* Exercise description: Go through the data below and return each line where the string "reqwest" occurs.

(Collected data entries)
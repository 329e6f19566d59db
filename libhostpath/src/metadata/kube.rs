//! Kubernetes API server client for PersistentVolume / PersistentVolumeClaim
//! lookups.
//!
//! Only the two GET endpoints the resolver needs are implemented, using
//! `reqwest` with rustls. Authentication is a bearer token, re-read from the
//! service-account token file on every request so rotated tokens are picked
//! up.

use std::collections::HashMap;
use std::path::{Path, PathBuf};
use std::time::Duration;

use async_trait::async_trait;
use reqwest::StatusCode;
use reqwest::header::ACCEPT;
use serde::Deserialize;
use serde::de::DeserializeOwned;
use tracing::{debug, instrument};

use super::{ClaimRef, ClusterMetadata, MetadataError, PersistentVolume, PersistentVolumeClaim};

/// Directory holding the mounted service-account credentials.
pub const SERVICE_ACCOUNT_DIR: &str = "/var/run/secrets/kubernetes.io/serviceaccount";

/// Connection settings for [`KubeApiMetadata`].
#[derive(Debug, Clone, Default)]
pub struct KubeApiConfig {
    /// Base URL, e.g. `https://10.96.0.1:443`.
    pub server: String,
    /// Static bearer token.
    pub token: Option<String>,
    /// File to read the bearer token from before each request. Takes
    /// precedence over `token`.
    pub token_file: Option<PathBuf>,
    /// PEM bundle trusted in addition to the system roots.
    pub ca_cert_pem: Option<Vec<u8>>,
    /// Skip server certificate verification.
    pub accept_invalid_certs: bool,
    /// Per-request timeout.
    pub timeout: Option<Duration>,
}

impl KubeApiConfig {
    /// Settings for a pod running inside the cluster: API server address from
    /// `KUBERNETES_SERVICE_HOST`/`KUBERNETES_SERVICE_PORT`, credentials from
    /// the mounted service account.
    pub fn in_cluster() -> Result<Self, MetadataError> {
        let host = std::env::var("KUBERNETES_SERVICE_HOST").ok();
        let port = std::env::var("KUBERNETES_SERVICE_PORT").ok();
        Self::from_service_account(host, port, Path::new(SERVICE_ACCOUNT_DIR))
    }

    /// Build in-cluster settings from explicit values.
    pub fn from_service_account(
        host: Option<String>,
        port: Option<String>,
        account_dir: &Path,
    ) -> Result<Self, MetadataError> {
        let host = host.filter(|h| !h.is_empty()).ok_or_else(|| {
            MetadataError::Config("KUBERNETES_SERVICE_HOST is not set".into())
        })?;
        let port = port.filter(|p| !p.is_empty()).ok_or_else(|| {
            MetadataError::Config("KUBERNETES_SERVICE_PORT is not set".into())
        })?;

        let host = if host.contains(':') {
            format!("[{host}]")
        } else {
            host
        };

        let token_file = account_dir.join("token");
        if !token_file.exists() {
            return Err(MetadataError::Config(format!(
                "service account token {} not found",
                token_file.display()
            )));
        }

        let ca_path = account_dir.join("ca.crt");
        let ca_cert_pem = std::fs::read(&ca_path)
            .map_err(|e| MetadataError::Config(format!("read {}: {e}", ca_path.display())))?;

        Ok(Self {
            server: format!("https://{host}:{port}"),
            token: None,
            token_file: Some(token_file),
            ca_cert_pem: Some(ca_cert_pem),
            accept_invalid_certs: false,
            timeout: Some(Duration::from_secs(30)),
        })
    }
}

/// [`ClusterMetadata`] served by a Kubernetes API server.
#[derive(Debug, Clone)]
pub struct KubeApiMetadata {
    client: reqwest::Client,
    server: String,
    token: Option<String>,
    token_file: Option<PathBuf>,
}

impl KubeApiMetadata {
    pub fn new(config: KubeApiConfig) -> Result<Self, MetadataError> {
        if config.server.is_empty() {
            return Err(MetadataError::Config("API server URL is empty".into()));
        }

        let mut builder = reqwest::Client::builder()
            .use_rustls_tls()
            .danger_accept_invalid_certs(config.accept_invalid_certs);
        if let Some(pem) = &config.ca_cert_pem {
            for cert in reqwest::Certificate::from_pem_bundle(pem)
                .map_err(|e| MetadataError::Config(format!("invalid CA bundle: {e}")))?
            {
                builder = builder.add_root_certificate(cert);
            }
        }
        if let Some(timeout) = config.timeout {
            builder = builder.timeout(timeout);
        }
        let client = builder
            .build()
            .map_err(|e| MetadataError::Config(format!("build HTTP client: {e}")))?;

        Ok(Self {
            client,
            server: config.server.trim_end_matches('/').to_owned(),
            token: config.token,
            token_file: config.token_file,
        })
    }

    async fn bearer_token(&self) -> Result<Option<String>, MetadataError> {
        match &self.token_file {
            Some(path) => {
                let token = tokio::fs::read_to_string(path).await.map_err(|e| {
                    MetadataError::Config(format!("read token {}: {e}", path.display()))
                })?;
                Ok(Some(token.trim().to_owned()))
            }
            None => Ok(self.token.clone()),
        }
    }

    async fn get<T: DeserializeOwned>(
        &self,
        path: &str,
        kind: &'static str,
        name: &str,
    ) -> Result<T, MetadataError> {
        let url = format!("{}{path}", self.server);
        let mut request = self.client.get(&url).header(ACCEPT, "application/json");
        if let Some(token) = self.bearer_token().await? {
            request = request.bearer_auth(token);
        }

        let request_err = |e: reqwest::Error| MetadataError::Request {
            kind,
            name: name.to_owned(),
            reason: e.to_string(),
        };

        let response = request.send().await.map_err(request_err)?;
        let status = response.status();
        debug!(%url, %status, "metadata lookup");

        if status == StatusCode::NOT_FOUND {
            return Err(MetadataError::NotFound {
                kind,
                name: name.to_owned(),
            });
        }
        if !status.is_success() {
            let body = response.text().await.unwrap_or_default();
            return Err(MetadataError::Status {
                kind,
                name: name.to_owned(),
                status: status.as_u16(),
                body,
            });
        }

        let bytes = response.bytes().await.map_err(request_err)?;
        serde_json::from_slice(&bytes).map_err(|e| MetadataError::Decode {
            kind,
            name: name.to_owned(),
            reason: e.to_string(),
        })
    }
}

/// Reject names that would escape their URL path segment.
fn path_segment<'a>(kind: &'static str, name: &'a str) -> Result<&'a str, MetadataError> {
    if name.is_empty() || name.contains(['/', '?', '#', '%']) || name == "." || name == ".." {
        return Err(MetadataError::Request {
            kind,
            name: name.to_owned(),
            reason: "invalid object name".into(),
        });
    }
    Ok(name)
}

#[async_trait]
impl ClusterMetadata for KubeApiMetadata {
    #[instrument(skip(self))]
    async fn get_persistent_volume(&self, name: &str) -> Result<PersistentVolume, MetadataError> {
        let kind = "persistentvolume";
        let seg = path_segment(kind, name)?;
        let object: PvObject = self
            .get(&format!("/api/v1/persistentvolumes/{seg}"), kind, name)
            .await?;
        Ok(object.into())
    }

    #[instrument(skip(self))]
    async fn get_persistent_volume_claim(
        &self,
        namespace: &str,
        name: &str,
    ) -> Result<PersistentVolumeClaim, MetadataError> {
        let kind = "persistentvolumeclaim";
        let qualified = format!("{namespace}/{name}");
        let ns = path_segment(kind, namespace)?;
        let seg = path_segment(kind, name)?;
        let object: PvcObject = self
            .get(
                &format!("/api/v1/namespaces/{ns}/persistentvolumeclaims/{seg}"),
                kind,
                &qualified,
            )
            .await?;
        Ok(object.into())
    }
}

// ---------------------------------------------------------------------------
// Wire format (subset of the Kubernetes object schema)
// ---------------------------------------------------------------------------

#[derive(Debug, Deserialize)]
struct ObjectMeta {
    name: String,
    #[serde(default)]
    namespace: Option<String>,
    #[serde(default)]
    annotations: Option<HashMap<String, String>>,
}

#[derive(Debug, Deserialize)]
struct ObjectReference {
    #[serde(default)]
    namespace: Option<String>,
    name: String,
}

#[derive(Debug, Default, Deserialize)]
#[serde(rename_all = "camelCase")]
struct PvSpec {
    #[serde(default)]
    claim_ref: Option<ObjectReference>,
}

#[derive(Debug, Deserialize)]
struct PvObject {
    metadata: ObjectMeta,
    #[serde(default)]
    spec: PvSpec,
}

#[derive(Debug, Deserialize)]
struct PvcObject {
    metadata: ObjectMeta,
}

impl From<PvObject> for PersistentVolume {
    fn from(o: PvObject) -> Self {
        Self {
            name: o.metadata.name,
            claim_ref: o.spec.claim_ref.map(|r| ClaimRef {
                namespace: r.namespace.unwrap_or_default(),
                name: r.name,
            }),
        }
    }
}

impl From<PvcObject> for PersistentVolumeClaim {
    fn from(o: PvcObject) -> Self {
        Self {
            namespace: o.metadata.namespace.unwrap_or_default(),
            name: o.metadata.name,
            annotations: o.metadata.annotations.unwrap_or_default(),
        }
    }
}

* Answer to the problem:
//! `reqwest` with rustls. Authentication is a bearer token, re-read from the
use reqwest::StatusCode;
use reqwest::header::ACCEPT;
    client: reqwest::Client,
        let mut builder = reqwest::Client::builder()
            for cert in reqwest::Certificate::from_pem_bundle(pem)
        let request_err = |e: reqwest::Error| MetadataError::Request {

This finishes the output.